Sunday, June 12, 2016

Religious Experience in Acts

The author of the Book of Acts (scholars call the author "Luke") portrays in novelistic-like narrative his impressions of early Christian religious experience.  The author wants you to think that this description of religious faith in Acts is the normative way Christians should experience God. In the main he does not portray their experience of God as ecstatic,* although he does use the word "ecstasy" (in Greek, ekstasis) a number of times (3:10 [amazement], 10:10 [trance], 11:5 [trance], 22:17 [trance]) to describe certain ecstatic experiences. Ecstatic experiences in Acts, however, are something out of the ordinary, rather than routine or typical.
The normative religious experience in Acts is also not mystical** for God is described as the Creator, "who made the world and everything in it," the "Lord of Heaven and Earth," "who does not live in shrines made by man" (17:24). Nevertheless, "God is not far from each one of us" (17:27-28), for the earth is his footstool—although his throne is in heaven (7:49).  Compare the following references that suggest God's ascendant position in the universe (2:33; 7:32-34; 7:55-56). Christians in Acts do not have "a direct and intimate consciousness of the Divine Presence," and must therefore reach out to God through prayer in order to overcome the distance that separates them (see, for example, 1:14, 24; 2:42; 3:1; 10:4; 12:5, 12; 22:17).
From my perspective the normative religious experience in Acts is best described as "charismatic," a word that does not appear in the New Testament.
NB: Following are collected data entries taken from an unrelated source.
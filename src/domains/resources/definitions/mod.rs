//! Resource definitions module.
//!
//! Each resource is defined in its own file with:
//! - URI and metadata
//! - Content provider

pub mod docs;

pub use docs::DocsResource;

use super::service::ResourceContent;

/// Trait for resource definitions.
///
/// Each resource must implement this trait to provide its metadata and content.
pub trait ResourceDefinition {
    /// The unique URI of the resource.
    const URI: &'static str;

    /// The display name of the resource.
    const NAME: &'static str;

    /// A description of the resource.
    const DESCRIPTION: &'static str;

    /// The MIME type of the resource content.
    const MIME_TYPE: &'static str;

    /// Get the content for this resource.
    fn content() -> ResourceContent;
}
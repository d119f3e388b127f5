//! ShipStation API client.
//!
//! All tools reach the remote API through the [`ShipStationApi`] trait.
//! [`ShipStationClient`] is the production implementation backed by `reqwest`;
//! it is built once at startup and shared as [`SharedApi`].
//!
//! Every call is a single HTTP round trip. Nothing is retried or cached.

mod client;
mod error;
mod request;

use std::sync::Arc;

use async_trait::async_trait;
use serde_json::Value;

pub use client::{DEFAULT_BASE_URL, ShipStationClient};
pub use error::{ApiError, ApiResult};
pub use request::{ApiRequest, HttpMethod, QueryParams};

/// Uniform request interface over the ShipStation API.
#[async_trait]
pub trait ShipStationApi: Send + Sync {
    /// Perform one request and return the decoded response body.
    async fn request(&self, request: ApiRequest) -> ApiResult<Value>;
}

/// Shared handle to the API client, injected into every tool handler.
pub type SharedApi = Arc<dyn ShipStationApi>;
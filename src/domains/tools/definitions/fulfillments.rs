//! Fulfillment tools.

use schemars::JsonSchema;
use serde::{Deserialize, Serialize};
use serde_json::Value;

use super::common::{JsonPayload, query_from};
use crate::api::{ApiRequest, SharedApi};
use crate::domains::tools::{ToolDescriptor, ToolError};

/// Filters for `list_fulfillments`.
#[derive(Debug, Clone, Default, Serialize, Deserialize, JsonSchema)]
#[serde(rename_all = "camelCase")]
pub struct ListFulfillmentsParams {
    #[schemars(description = "Filter by fulfillment provider ID")]
    pub fulfillment_provider_id: Option<u64>,
    #[schemars(description = "Filter by order ID")]
    pub order_id: Option<u64>,
    #[schemars(description = "Filter by status")]
    pub status: Option<String>,
    #[schemars(description = "Filter by creation date (start)")]
    pub create_date_start: Option<String>,
    #[schemars(description = "Filter by creation date (end)")]
    pub create_date_end: Option<String>,
}

#[derive(Debug, Clone, Deserialize, JsonSchema)]
#[serde(rename_all = "camelCase")]
pub struct CreateFulfillmentOrderParams {
    #[schemars(description = "JSON string containing the fulfillment order data")]
    pub order_data: JsonPayload,
}

async fn list_fulfillments(
    api: SharedApi,
    params: ListFulfillmentsParams,
) -> Result<Value, ToolError> {
    let request = ApiRequest::get("/fulfillments").with_query(query_from(&params)?);
    Ok(api.request(request).await?)
}

async fn create_fulfillment_order(
    api: SharedApi,
    params: CreateFulfillmentOrderParams,
) -> Result<Value, ToolError> {
    let body = params.order_data.into_value("orderData")?;
    Ok(api
        .request(ApiRequest::post("/fulfillments/createorder").with_body(body))
        .await?)
}

/// Fulfillment tool descriptors, in registration order.
pub fn descriptors() -> Vec<ToolDescriptor> {
    vec![
        ToolDescriptor::new(
            "list_fulfillments",
            "List fulfillments with optional filtering parameters",
            list_fulfillments,
        ),
        ToolDescriptor::new(
            "create_fulfillment_order",
            "Create a fulfillment order",
            create_fulfillment_order,
        ),
    ]
}
//! Core module containing shared infrastructure components.
//!
//! This module provides the foundational building blocks for the MCP server,
//! including error handling, configuration, server lifecycle management,
//! and transport layer abstractions.

pub mod config;
pub mod error;
pub mod server;
pub mod transport;

pub use config::Config;
pub use error::{Error, Result};
pub use server::McpServer;
pub use transport::{TransportConfig, TransportService};
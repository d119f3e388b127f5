//! Store and marketplace tools.

use schemars::JsonSchema;
use serde::{Deserialize, Serialize};
use serde_json::Value;

use super::common::{Id, NoParams, body_from};
use crate::api::{ApiRequest, SharedApi};
use crate::domains::tools::{ToolDescriptor, ToolError};

#[derive(Debug, Clone, Serialize, Deserialize, JsonSchema)]
#[serde(rename_all = "camelCase")]
pub struct StoreIdParams {
    #[schemars(description = "Store ID")]
    pub store_id: Id,
}

async fn list_stores(api: SharedApi, _params: NoParams) -> Result<Value, ToolError> {
    Ok(api.request(ApiRequest::get("/stores")).await?)
}

async fn get_store(api: SharedApi, params: StoreIdParams) -> Result<Value, ToolError> {
    Ok(api
        .request(ApiRequest::get(format!("/stores/{}", params.store_id)))
        .await?)
}

async fn list_marketplaces(api: SharedApi, _params: NoParams) -> Result<Value, ToolError> {
    Ok(api.request(ApiRequest::get("/stores/marketplaces")).await?)
}

async fn refresh_store(api: SharedApi, params: StoreIdParams) -> Result<Value, ToolError> {
    store_action(api, "/stores/refreshstore", &params).await
}

async fn deactivate_store(api: SharedApi, params: StoreIdParams) -> Result<Value, ToolError> {
    store_action(api, "/stores/deactivate", &params).await
}

async fn reactivate_store(api: SharedApi, params: StoreIdParams) -> Result<Value, ToolError> {
    store_action(api, "/stores/reactivate", &params).await
}

/// POST `{storeId}` to a store action endpoint.
async fn store_action(
    api: SharedApi,
    path: &'static str,
    params: &StoreIdParams,
) -> Result<Value, ToolError> {
    let request = ApiRequest::post(path).with_body(body_from(params)?);
    Ok(api.request(request).await?)
}

/// Store tool descriptors, in registration order.
pub fn descriptors() -> Vec<ToolDescriptor> {
    vec![
        ToolDescriptor::new(
            "list_stores",
            "List all stores connected to the account",
            list_stores,
        ),
        ToolDescriptor::new("get_store", "Get details for a specific store", get_store),
        ToolDescriptor::new(
            "list_marketplaces",
            "List all available marketplaces",
            list_marketplaces,
        ),
        ToolDescriptor::new("refresh_store", "Refresh store data", refresh_store),
        ToolDescriptor::new("deactivate_store", "Deactivate a store", deactivate_store),
        ToolDescriptor::new("reactivate_store", "Reactivate a store", reactivate_store),
    ]
}

#[cfg(test)]
mod tests {
    use super::*;
    use crate::api::HttpMethod;
    use crate::domains::tools::testing::RecordingApi;
    use serde_json::json;

    #[tokio::test]
    async fn test_store_actions_post_store_id() {
        for (path, action) in [
            ("/stores/refreshstore", "refresh"),
            ("/stores/deactivate", "deactivate"),
            ("/stores/reactivate", "reactivate"),
        ] {
            let api = RecordingApi::ok(json!({"success": "true"}));
            let params = StoreIdParams {
                store_id: Id::new(31).unwrap(),
            };
            match action {
                "refresh" => refresh_store(api.clone(), params).await.unwrap(),
                "deactivate" => deactivate_store(api.clone(), params).await.unwrap(),
                _ => reactivate_store(api.clone(), params).await.unwrap(),
            };

            let call = &api.calls()[0];
            assert_eq!(call.method, HttpMethod::Post);
            assert_eq!(call.path, path);
            assert_eq!(call.body, Some(json!({"storeId": 31})));
        }
    }
}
A charisma (Greek, charisma [χάρισμα]) is usually translated by the English word "gift." Charisma does not appear in Acts, but a synonym does. In Acts the gift (dōrea) of God (2:38) is the Holy Spirit/Spirit (5:32)  who fills (4:31, 9:17, 13:9) and empowers (1:8) Christians for mighty works, wonders, and signs (2:43, 4:30, 5:12, 6:8); the Spirit enables them to prophesy, see visions, and have dreams (2:16-18, 10:9-19, 11:4-5, 12:6-11); empowers them to perform healings and drive out evil spirits (8:6-8, 14:8-10, 16:16-18, 19:11-12), to raise the dead (9:36-41), and miraculously be understood to speakers of a different language (2:7-8); to speak with tongues and prophesy (19:6, compare 1 Corinthians 14:26-33). The Holy Spirit is given spontaneously (2:4, 10:44-48) or by the laying on of the hands of those who have received the Spirit (8:14-18, 9:17, 19:1-6). The Holy Spirit only comes to those who obey God (5:32), who have been saved by believing in Jesus Christ (2:38, 5:30-32, 13:29-39) and in his resurrection (16:28-31, 17:2-4). Salvation brings with it the forgiveness of sins (2:37-38, 10:43, 26:18) and the empowerment by the Holy Spirit to perform these evidences of the Spirit. Such was the normative religious experience in Acts.
Fast forward to the present day: except for one segment of Christianity's very wide tent this kind of religious experience is no longer experienced as normative among those churches emerging from the Reformation of the 16th century. For these churches the charismatic evidences of the Spirit in Acts are a thing of the distant past, relegated to what they call the "Apostolic Age." Nevertheless, among churches described under the broad rubric "Pentecostal" (deriving from Acts 2:1-21) the evidences of Holy Spirit possession found in Acts are very much alive.
In an odd turn of events, however, the Holy Spirit/Spirit does not empower anyone in the final third of the book (19:21-28:30). In these final chapters the tone of the writing is different and the Spirit's role is basically reduced to that of advisor to Paul (Spirit is only mentioned seven times: 19:21, 20:22, 20:23, 20:27, 21:4, 21:11, 28:25), and the one clear allusion to an act by the Spirit refers to an event that had happened much earlier (20:27), and which is not even described in the Book of Acts. These latter references to the Spirit correspond generally to the way the Spirit is usually regarded in the churches of "main-stream" Protestantism—reduced to an idea and only having as much power as a person allows the idea to have over him or her.
How do you see your own religious experience in the light of the charismatic experience in the Book of Acts? Or put another way: is there any such thing as a normative religious experience?
Do you suppose there is an illegitimate religious experience?
Charles W. Hedrick
Professor Emeritus
Missouri State University
*Ecstatic religious experience: an intense "state in which the mind is carried as it were from the body; a state in which the functions of the senses are suspended by the contemplation of some extraordinary or supernatural object. It is a kind of 'out of this world rapture…'" Harkness, Mysticism (1973), 32.
**Mystical religious experience: "The type of religion which puts the emphasis on immediate awareness of relation with God, on direct and intimate consciousness of the Divine Presence. It is religion in its most acute, intense and living stage." Harkness, Mysticism. 20.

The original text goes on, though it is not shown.